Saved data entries
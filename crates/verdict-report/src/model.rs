//! Build report model
//!
//! Mirrors the JSON document emitted by the upstream build/test step.
//! A report is parsed and validated once per run, then only borrowed.

use serde::{Deserialize, Serialize};

use crate::error::ReportError;
use crate::Result;

/// Identity of the build that produced a report.
#[derive(Debug, Clone, PartialEq, Eq, Serialize, Deserialize)]
#[serde(rename_all = "camelCase")]
pub struct BuildInfo {
    /// Application name
    pub app_name: String,
    /// Marketing version (e.g. `1.4.0`)
    pub version: String,
    /// Build number, kept as text because CI systems disagree on its shape
    #[serde(rename = "number", alias = "buildNumber")]
    pub build_number: String,
}

impl BuildInfo {
    pub fn new(app_name: &str, version: &str, build_number: &str) -> Self {
        BuildInfo {
            app_name: app_name.to_string(),
            version: version.to_string(),
            build_number: build_number.to_string(),
        }
    }
}

/// A single warning or error reported by the build.
///
/// Findings keep the order the upstream tool produced them in.
#[derive(Debug, Clone, PartialEq, Eq, Serialize, Deserialize)]
#[serde(rename_all = "camelCase")]
pub struct Finding {
    pub description: String,
    #[serde(default)]
    pub path: Option<String>,
    #[serde(default)]
    pub line_number: Option<String>,
}

impl Finding {
    /// Finding without a source location.
    pub fn new(description: &str) -> Self {
        Finding {
            description: description.to_string(),
            path: None,
            line_number: None,
        }
    }

    /// Attach a file path.
    pub fn at(mut self, path: &str) -> Self {
        self.path = Some(path.to_string());
        self
    }

    /// Attach a line number.
    pub fn line(mut self, line_number: &str) -> Self {
        self.line_number = Some(line_number.to_string());
        self
    }
}

/// Aggregate test coverage.
#[derive(Debug, Clone, Copy, PartialEq, Serialize, Deserialize)]
pub struct TestCoverage {
    /// Overall line coverage in percent, within [0, 100]
    #[serde(rename = "overall")]
    pub overall_percent: f64,
}

/// Structured outcome of one build.
#[derive(Debug, Clone, PartialEq, Serialize, Deserialize)]
#[serde(rename_all = "camelCase")]
pub struct BuildReport {
    pub build_info: BuildInfo,
    #[serde(default)]
    pub warnings: Vec<Finding>,
    #[serde(default)]
    pub errors: Vec<Finding>,
    pub test_coverage: TestCoverage,
}

impl BuildReport {
    /// Build a validated report.
    pub fn new(
        build_info: BuildInfo,
        warnings: Vec<Finding>,
        errors: Vec<Finding>,
        overall_percent: f64,
    ) -> Result<Self> {
        let report = BuildReport {
            build_info,
            warnings,
            errors,
            test_coverage: TestCoverage { overall_percent },
        };
        report.validate()?;
        Ok(report)
    }

    /// Parse and validate the upstream JSON document.
    pub fn from_json(text: &str) -> Result<Self> {
        let report: BuildReport = serde_json::from_str(text)?;
        report.validate()?;
        Ok(report)
    }

    /// Check structural invariants that serde cannot express.
    pub fn validate(&self) -> Result<()> {
        let coverage = self.test_coverage.overall_percent;
        if !coverage.is_finite() || !(0.0..=100.0).contains(&coverage) {
            return Err(ReportError::CoverageOutOfRange(coverage));
        }
        if self.build_info.app_name.trim().is_empty() {
            return Err(ReportError::EmptyField("buildInfo.appName"));
        }
        Ok(())
    }

    /// Overall coverage in percent.
    pub fn coverage(&self) -> f64 {
        self.test_coverage.overall_percent
    }
}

**WORK REQUIRED:** Across the data, pull every line containing the string "PartialEq".

**SOLUTION BELOW:**
#[derive(Debug, Clone, PartialEq, Eq, Serialize, Deserialize)]
#[derive(Debug, Clone, PartialEq, Eq, Serialize, Deserialize)]
#[derive(Debug, Clone, Copy, PartialEq, Serialize, Deserialize)]
#[derive(Debug, Clone, PartialEq, Serialize, Deserialize)]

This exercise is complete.